[What to work on] Copy every line in the records below that contains the word "groups".

Stored data entries:
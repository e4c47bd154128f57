//! Health check endpoint.

use crate::server::EdgeServer;
use axum::{Extension, Json};
use serde::Serialize;
use std::sync::Arc;

/// Health status response.
#[derive(Debug, Clone, Serialize)]
pub struct HealthStatus {
    /// Overall status.
    pub status: String,
    /// Server version.
    pub version: String,
    /// Number of active relay connections.
    pub connections: usize,
    /// Number of active groups.
    pub groups: usize,
    /// Number of cached translations, if the store answered.
    pub translations: Option<u64>,
    /// Uptime in seconds.
    pub uptime_seconds: u64,
}

/// Health check handler.
pub async fn health_handler(Extension(server): Extension<Arc<EdgeServer>>) -> Json<HealthStatus> {
    let translations = match server.store().count().await {
        Ok(count) => Some(count),
        Err(e) => {
            tracing::warn!("Health check could not count translations: {}", e);
            None
        }
    };

    Json(HealthStatus {
        status: if translations.is_some() { "ok" } else { "degraded" }.to_string(),
        version: env!("CARGO_PKG_VERSION").to_string(),
        connections: server.groups().total_connections(),
        groups: server.groups().total_groups(),
        translations,
        uptime_seconds: server.uptime_secs(),
    })
}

[Answer below]
    /// Number of active groups.
    pub groups: usize,
        connections: server.groups().total_connections(),
        groups: server.groups().total_groups(),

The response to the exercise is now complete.